# When did you start wearing maternity jeans? And others...



## fancyshmancy

Of course, since I am pregnant, all I want to buy is clothes. I am really wanting jeans, but don't know if it will be a waste of money. I am going to try and wear my denim for as long as possible, by doing whatever possible to keep them from falling down (since they won't be buckled), but don't know when I may not fit in them anymore. I also don't know if I will even be able to fit into my jeans when this pregnancy is over so I am torn, but thinking I should just wait until the baby is born to consider buying new pants. This is where I am hoping for some wonderful advice from you ladies :flower: ...

When did you first start wearing maternity jeans? Can any of you that are farther along still wear your old denim? For those of you with kids already, were you able to wear your pre-pregnancy pants shortly after giving birth? Is there anything that will allow me to wear my old jeans without purchasing maternity pants? 

I don't really get "dressed" that often, and mostly lounge in pajamas (poor husband), but do like to look nice when I do go out. 

Thanks ahead of time! :hugs:


----------



## tommyg

I moved into maternity gear about the 18 week stage, and wish I had done it sooner I feel much better in clothes that fit than stuff that I'm either poured into or had left open held up with a belt.


----------



## RosyGray

I'm almost at 22 weeks now and I still wear all my old clothes - including jeans. I have been trying to save money and avoiding going out to buy myself clothes but I really, really wish I had invested in at least one pair when I was uncomfortable in my denim at 8 weeks. 

I can definitely still fit in my jeans, but I have destroyed two pairs already. One pair ripped right down my inner thighs and the button on the other pair popped right off my pants one day when I was just standing there! I guess all the pent up pressure behind the button eventually got the better of it and it went flying across the room. :haha:

None of my dress pants fit now. I'm thinking at this point of buying just a belly band so I don't have to replace ALL of my pants. Also, I know that many girls simply take a hair band elastic, loop it around the hole and stretch that over the button for some extra space. I'm just paranoid about showing off my panties if my shirt should rise up. 

This might help:
https://www.ehow.com/how_2101038_wear-prepregnancy-clothes-longer.html 

Good luck!


----------



## mislaww

Til maybe 20 weeks? Although I had switched to a different kind of stretchy jeans as my others just weren't comfy enough.

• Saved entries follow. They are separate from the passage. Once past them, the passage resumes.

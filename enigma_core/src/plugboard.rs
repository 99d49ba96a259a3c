use std::fmt;
use std::str::FromStr;

use crate::alphabet::{LETTER_COUNT, Letter};
use crate::machine::EnigmaError;

/// Steckerbrett: swaps letters in pairs at the entry and exit of the signal
/// path. Letters without a cable map to themselves.
#[derive(Clone, Debug, PartialEq, Eq)]
pub struct Plugboard {
    mapping: [Letter; LETTER_COUNT],
}

impl Default for Plugboard {
    fn default() -> Self {
        Self {
            mapping: std::array::from_fn(|i| Letter::wrapping(i as i32)),
        }
    }
}

impl Plugboard {
    pub fn new(pairs: impl IntoIterator<Item = (Letter, Letter)>) -> Result<Self, EnigmaError> {
        let mut board = Self::default();
        for (a, b) in pairs {
            if a == b {
                return Err(EnigmaError::PlugboardSelfPair(a));
            }
            for letter in [a, b] {
                if board.apply(letter) != letter {
                    return Err(EnigmaError::PlugboardLetterReused(letter));
                }
            }
            board.mapping[a.index()] = b;
            board.mapping[b.index()] = a;
        }
        Ok(board)
    }

    pub fn apply(&self, input: Letter) -> Letter {
        self.mapping[input.index()]
    }

    /// Connected pairs, each listed once with the smaller letter first.
    pub fn pairs(&self) -> Vec<(Letter, Letter)> {
        Letter::all()
            .map(|letter| (letter, self.apply(letter)))
            .filter(|(a, b)| a < b)
            .collect()
    }

    pub fn is_empty(&self) -> bool {
        self.pairs().is_empty()
    }
}

/// Parses whitespace or comma separated pairs such as `"AB CD EF"`.
impl FromStr for Plugboard {
    type Err = EnigmaError;

    fn from_str(s: &str) -> Result<Self, Self::Err> {
        let mut pairs = Vec::new();
        for token in s
            .split(|c: char| c.is_whitespace() || c == ',')
            .filter(|token| !token.is_empty())
        {
            let letters = token
                .chars()
                .map(Letter::try_from)
                .collect::<Result<Vec<_>, _>>()
                .map_err(|_| EnigmaError::PlugboardPairMalformed(token.to_string()))?;
            match letters.as_slice() {
                [a, b] => pairs.push((*a, *b)),
                _ => return Err(EnigmaError::PlugboardPairMalformed(token.to_string())),
            }
        }
        Self::new(pairs)
    }
}

impl fmt::Display for Plugboard {
    fn fmt(&self, f: &mut fmt::Formatter<'_>) -> fmt::Result {
        let rendered: Vec<String> = self
            .pairs()
            .into_iter()
            .map(|(a, b)| format!("{a}{b}"))
            .collect();
        f.write_str(&rendered.join(" "))
    }
}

I can't recommend maternity clothes enough. SO comfortable. I should have gotten them sooner. And I might never go back to regular clothes!


----------



## storm4mozza

*Well i got a bump very early into my pregnancy so i was wearing maternity jeans from about 8 weeks. I have brought 2 pairs only and they (including wearing my joggers at times) have lasted, i think its definatley worth getting especially in this cold weather x*


----------



## Newky

I got a pair of maternity linen trousers at 16 week as I was going on a long train journey and didn't want to be uncomfortable, and then got a couple of pairs of jeans about 18 weeks. There is no way I would fit in normal jeans now :haha: I haven't put on excessive weight, (15lbs so far) just on the bump really, but my hips have widened so I wouldn't be able to get pre-preg jeans over my hips. 
I would certainly recommend getting correctly fitting maternity jeans rather than trying to force yourself in pre-preg or leaving them open, you will feel sooo much more comfortable and better about yourself, and you needn't spend a fortune. x


----------



## Pixxie

I could get into my low rise skinny jeans until about 30 weeks! They were held closed with a bobble mind but I still managed it :haha: They were extremely uncomfortable to wear at that point though, I started wearing my maternity jeans on a regular basis from about 24 weeks. 

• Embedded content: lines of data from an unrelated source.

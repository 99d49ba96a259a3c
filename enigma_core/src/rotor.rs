use std::fmt;
use std::sync::Arc;

use once_cell::sync::Lazy;
use serde::{Deserialize, Serialize};

use crate::alphabet::{LETTER_COUNT, Letter, Positions, parse_wiring};
use crate::machine::EnigmaError;

/// Historical Enigma I rotor types.
#[allow(clippy::upper_case_acronyms)]
#[derive(Clone, Copy, Debug, PartialEq, Eq, Hash, Serialize, Deserialize)]
pub enum RotorType {
    I,
    II,
    III,
    IV,
    V,
}

struct CatalogEntry {
    name: &'static str,
    wiring: &'static str,
    notch: char,
}

const ROTOR_I: CatalogEntry = CatalogEntry {
    name: "I",
    wiring: "EKMFLGDQVZNTOWYHXUSPAIBRCJ",
    notch: 'Q',
};

const ROTOR_II: CatalogEntry = CatalogEntry {
    name: "II",
    wiring: "AJDKSIRUXBLHWTMCQGZNPYFVOE",
    notch: 'E',
};

const ROTOR_III: CatalogEntry = CatalogEntry {
    name: "III",
    wiring: "BDFHJLCPRTXVZNYEIWGAKMUSQO",
    notch: 'V',
};

const ROTOR_IV: CatalogEntry = CatalogEntry {
    name: "IV",
    wiring: "ESOVPZJAYQUIRHXLNFTGKDCMWB",
    notch: 'J',
};

const ROTOR_V: CatalogEntry = CatalogEntry {
    name: "V",
    wiring: "VZBRGITYUPSDNHLXAWMJQOFECK",
    notch: 'Z',
};

static CATALOG: Lazy<[Arc<RotorSpec>; 5]> = Lazy::new(|| {
    [ROTOR_I, ROTOR_II, ROTOR_III, ROTOR_IV, ROTOR_V].map(|entry| {
        Arc::new(
            RotorSpec::new(entry.name, entry.wiring, entry.notch)
                .expect("catalog rotor wiring is a permutation"),
        )
    })
});

impl RotorType {
    pub const ALL: [RotorType; 5] = [
        RotorType::I,
        RotorType::II,
        RotorType::III,
        RotorType::IV,
        RotorType::V,
    ];

    /// Shared, immutable wiring for this rotor type.
    pub fn spec(self) -> Arc<RotorSpec> {
        let index = match self {
            RotorType::I => 0,
            RotorType::II => 1,
            RotorType::III => 2,
            RotorType::IV => 3,
            RotorType::V => 4,
        };
        Arc::clone(&CATALOG[index])
    }
}

impl fmt::Display for RotorType {
    fn fmt(&self, f: &mut fmt::Formatter<'_>) -> fmt::Result {
        f.write_str(&self.spec().name)
    }
}

/// Fixed wiring and notch of one rotor type.
///
/// The wiring is a permutation of the alphabet; `inverse` is its reverse
/// lookup, built once at construction.
#[derive(Clone, Debug, PartialEq, Eq)]
pub struct RotorSpec {
    name: String,
    wiring: [Letter; LETTER_COUNT],
    inverse: [Option<Letter>; LETTER_COUNT],
    notch: Letter,
}

impl RotorSpec {
    pub fn new(name: impl Into<String>, wiring: &str, notch: char) -> Result<Self, EnigmaError> {
        let name = name.into();
        let component = format!("rotor {name}");
        let wiring = parse_wiring(&component, wiring)?;
        let notch = Letter::try_from(notch)?;
        let mut inverse = [None; LETTER_COUNT];
        for (contact, wired) in Letter::all().zip(wiring) {
            if inverse[wired.index()].replace(contact).is_some() {
                return Err(EnigmaError::DuplicateWiring {
                    component,
                    letter: wired,
                });
            }
        }
        Ok(Self {
            name,
            wiring,
            inverse,
            notch,
        })
    }

    pub fn name(&self) -> &str {
        &self.name
    }

    pub fn notch(&self) -> Letter {
        self.notch
    }

    pub fn wire(&self, contact: Letter) -> Letter {
        self.wiring[contact.index()]
    }

    /// Contact whose wire lands on `wired`, if the wiring has one.
    pub fn unwire(&self, wired: Letter) -> Option<Letter> {
        self.inverse[wired.index()]
    }

    pub fn wiring(&self) -> String {
        self.wiring.iter().map(|letter| letter.to_char()).collect()
    }
}

/// Runtime state of one rotor: its rotational position and ring offset.
#[derive(Clone, Debug, PartialEq, Eq)]
pub struct RotorState {
    spec: Arc<RotorSpec>,
    position: Letter,
    ring_setting: Letter,
}

impl RotorState {
    pub fn new(spec: Arc<RotorSpec>, position: Letter, ring_setting: Letter) -> Self {
        Self {
            spec,
            position,
            ring_setting,
        }
    }

    pub fn spec(&self) -> &Arc<RotorSpec> {
        &self.spec
    }

    pub fn position(&self) -> Letter {
        self.position
    }

    pub fn ring_setting(&self) -> Letter {
        self.ring_setting
    }

    pub fn at_notch(&self) -> bool {
        self.position == self.spec.notch
    }

    pub(crate) fn set_position(&mut self, position: Letter) {
        self.position = position;
    }

    pub(crate) fn step(&mut self) {
        self.position = self.position.next();
    }

    fn offset(&self) -> i32 {
        self.position.index() as i32 - self.ring_setting.index() as i32
    }

    /// Signal entering from the right-hand contacts.
    pub fn forward(&self, input: Letter) -> Letter {
        let shift = self.offset();
        self.spec.wire(input.shift(shift)).shift(-shift)
    }

    /// Signal returning from the reflector side.
    pub fn reverse(&self, input: Letter) -> Result<Letter, EnigmaError> {
        let shift = self.offset();
        let adjusted = input.shift(shift);
        let contact = self
            .spec
            .unwire(adjusted)
            .ok_or_else(|| EnigmaError::BrokenWiring {
                rotor: self.spec.name.clone(),
                letter: adjusted,
            })?;
        Ok(contact.shift(-shift))
    }
}

/// Slot a rotor occupies. The right rotor steps on every key press, the left
/// one least often.
#[derive(Clone, Copy, Debug, PartialEq, Eq, Hash, Serialize, Deserialize)]
pub enum RotorSlot {
    Left,
    Middle,
    Right,
}

impl RotorSlot {
    /// Order the signal crosses the rotors on its way to the reflector.
    pub const FORWARD: [RotorSlot; 3] = [RotorSlot::Right, RotorSlot::Middle, RotorSlot::Left];
    /// Order on the way back.
    pub const REVERSE: [RotorSlot; 3] = [RotorSlot::Left, RotorSlot::Middle, RotorSlot::Right];

    pub fn label(self) -> &'static str {
        match self {
            RotorSlot::Left => "LEFT",
            RotorSlot::Middle => "MIDDLE",
            RotorSlot::Right => "RIGHT",
        }
    }
}

/// The three rotors, held by slot rather than by array index.
#[derive(Clone, Debug, PartialEq, Eq)]
pub struct RotorStack {
    pub(crate) left: RotorState,
    pub(crate) middle: RotorState,
    pub(crate) right: RotorState,
}

impl RotorStack {
    pub fn new(left: RotorState, middle: RotorState, right: RotorState) -> Self {
        Self {
            left,
            middle,
            right,
        }
    }

    pub fn slot(&self, slot: RotorSlot) -> &RotorState {
        match slot {
            RotorSlot::Left => &self.left,
            RotorSlot::Middle => &self.middle,
            RotorSlot::Right => &self.right,
        }
    }

    pub fn left(&self) -> &RotorState {
        &self.left
    }

    pub fn middle(&self) -> &RotorState {
        &self.middle
    }

    pub fn right(&self) -> &RotorState {
        &self.right
    }

    pub fn positions(&self) -> Positions {
        Positions::new(
            self.left.position,
            self.middle.position,
            self.right.position,
        )
    }

    pub(crate) fn set_positions(&mut self, positions: Positions) {
        self.left.set_position(positions.left);
        self.middle.set_position(positions.middle);
        self.right.set_position(positions.right);
    }

    pub fn names(&self) -> [String; 3] {
        [
            self.left.spec.name.clone(),
            self.middle.spec.name.clone(),
            self.right.spec.name.clone(),
        ]
    }
}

BTW I got 3 pairs off e-bay for £10 :winkwink: xxx


----------



## MrsPoodle

I needed jeans for a couple of weeks, the bobble thing wasn't working for me. Just got some maternity jeans this weekend and they're bliss!! Got them from Peacocks, only £12.


----------



## noileena

I went into maternity jeans at 16 weeks - we were going on holiday and I didn't want to sit on a plane with normal jeans digging in - and god was I thankful on the journey back at 18 weeks - I had popped massively so they were needed! I can't now fit into any pre-pg bottoms, although some tops are ok if they're longer.

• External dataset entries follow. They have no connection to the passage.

//! Core types and primitives for a three-rotor Enigma I simulator.
//!
//! A [`Machine`] pushes each key press through the plugboard, the right,
//! middle and left rotors, the reflector, back through the rotors and out
//! through the plugboard, then advances the rotors. Two machines built from
//! the same [`MachineSettings`] are inverses of each other.
//!
//! ```
//! use enigma_core::MachineSettings;
//!
//! let settings = MachineSettings::default();
//! let mut encoder = settings.build().unwrap();
//! let mut decoder = settings.build().unwrap();
//!
//! let ciphertext = encoder.encrypt_message("ATTACK AT DAWN").unwrap();
//! assert_eq!(decoder.encrypt_message(&ciphertext).unwrap(), "ATTACK AT DAWN");
//! ```

pub mod alphabet;
pub mod history;
pub mod machine;
pub mod pipeline;
pub mod plugboard;
pub mod reflector;
pub mod rng;
pub mod rotor;
pub mod session;
pub mod settings;
pub mod stepping;
pub mod versioning;

pub use crate::alphabet::{ALPHABET, LETTER_COUNT, Letter, Positions};
pub use crate::history::{HistoryEntry, HistoryRecorder, StepExplanation};
pub use crate::machine::{EnigmaError, Machine};
pub use crate::pipeline::{SignalPath, Stage, StageRecord, encipher};
pub use crate::plugboard::Plugboard;
pub use crate::reflector::{REFLECTOR_B_WIRING, Reflector};
pub use crate::rng::{SecureRng, derive_key_rng, secure_rng};
pub use crate::rotor::{RotorSlot, RotorSpec, RotorStack, RotorState, RotorType};
pub use crate::session::MachineSession;
pub use crate::settings::{
    KEY_SHEET_PLUG_PAIRS, MachineSettings, ReflectorChoice, ReflectorType, RotorChoice,
    RotorSettings,
};
pub use crate::stepping::{StepTrace, SteppingController};
pub use crate::versioning::*;
//! Rotor advancement: an odometer with the Enigma double-step anomaly.
//!
//! All decisions are taken on the positions as they stand before any rotor
//! moves in this key press:
//!
//! 1. If the middle rotor sits on its notch, it steps together with the left
//!    rotor (the double step).
//! 2. The right rotor always steps.
//! 3. If the right rotor sat on its notch, the middle rotor steps, unless
//!    rule 1 already moved it.

use serde::{Deserialize, Serialize};

use crate::rotor::RotorStack;

/// Which carries fired during one advancement.
#[derive(Clone, Copy, Debug, Default, PartialEq, Eq, Serialize, Deserialize)]
pub struct StepTrace {
    /// Middle rotor was on its notch and moved itself and the left rotor.
    pub double_step: bool,
    /// Right rotor's notch carried into the middle rotor.
    pub middle_carry: bool,
}

#[derive(Clone, Copy, Debug, Default)]
pub struct SteppingController;

impl SteppingController {
    pub fn advance(rotors: &mut RotorStack) -> StepTrace {
        let middle_at_notch = rotors.middle.at_notch();
        let right_at_notch = rotors.right.at_notch();

        if middle_at_notch {
            rotors.middle.step();
            rotors.left.step();
        }

        rotors.right.step();

        let middle_carry = right_at_notch && !middle_at_notch;
        if middle_carry {
            rotors.middle.step();
        }

        StepTrace {
            double_step: middle_at_notch,
            middle_carry,
        }
    }
}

I got my jeans from funmum when they had a sale on when I was 7 weeks - I figured if they fit my legs and butt then, they'd be fine for pg, and they're brilliant - the most comfortable things I've ever worn - I doubt I'll go back after pg!


----------



## Lizzeh

I just bought a pair of maternity jeans, and they're soooo comfy!


----------



## thislife164

I just got a pair from Old navy and I'm only 7 weeks. The bloating was killing me so I just broke down and had to get some. I was so uncomfortable in my regular jeans.


----------



## Green Lady

I needed to buy some new jeans anyway a couple weeks back so I decided to go up a size to give myself some growing room. Worked great at first but they're already getting snug, especially as I've had to stuff the thermals on underneath them lately! And my old jeans are painfully tight to button. I've got a feeling I'll be combing the January sales for some maternity trousers. :haha:


----------



## Mummy2Angel.

Got maternity work trousers at about 15 weeks, soo comfy :) cant find maternity jeans that fit and are long enough :( so im living in leggings and my work trousers :thumbup: oh and ordered some mat yoga trousers :thumbup: so have only really moved in mat clothes in the last two weeks or so x


----------



## violetsky

I actually put it off as long as possible! I stuck to loose jogging pants (sitting them below the bump) with long Tshirts (not maternity ones, just long enough to cover the excess tummy) and any of my baggier jeans that still fit over my expanding bottom, even if it meant they wouldn't button up.

I only stumped up for some actual maternity jeans at 29 weeks! I just got some cheapy ones from Asda for £12.50. They look nice enough to dress up fairly smart, but also comfy.


----------



## lb

I started wearing maternity jeans at 20 weeks. But that was only because it's always hot here, so i was wearing the same stretchy shorts and skirts i'd been wearing all year. I got some nice black maternity slacks for work around 18 weeks from Target and they are a DREAM. I grew out of the Target brand under-bump jeans within 2 weeks. So I definitely prefer the over-bump jeans with the large panels.


----------



## FierceAngel

This time round from about 10th weeks xx


----------



## Peelprincess

I got some maternity jeggings (proper denim material) from H&M for £14.99 and they are FAB! Started wearing them at 28wks. Managed to get away with non pregnancy jeggings and leggings up until then (dont know how!!)


----------



## JaniceT

I got mine around week 15. They are so comfortable and will be wearing until full term and after delivery :)


----------



## onesweetgirl

I had been squeezing into the last pair of jeans that fit me (unzipped with long tops) up until about 2 weeks ago, and been wearing LOTS of yoga pants. Then I ordered some belly bands and have been wearing almost all my old jeans (minus the skinny's) with them for the last 2 weeks. I find them super comfy :)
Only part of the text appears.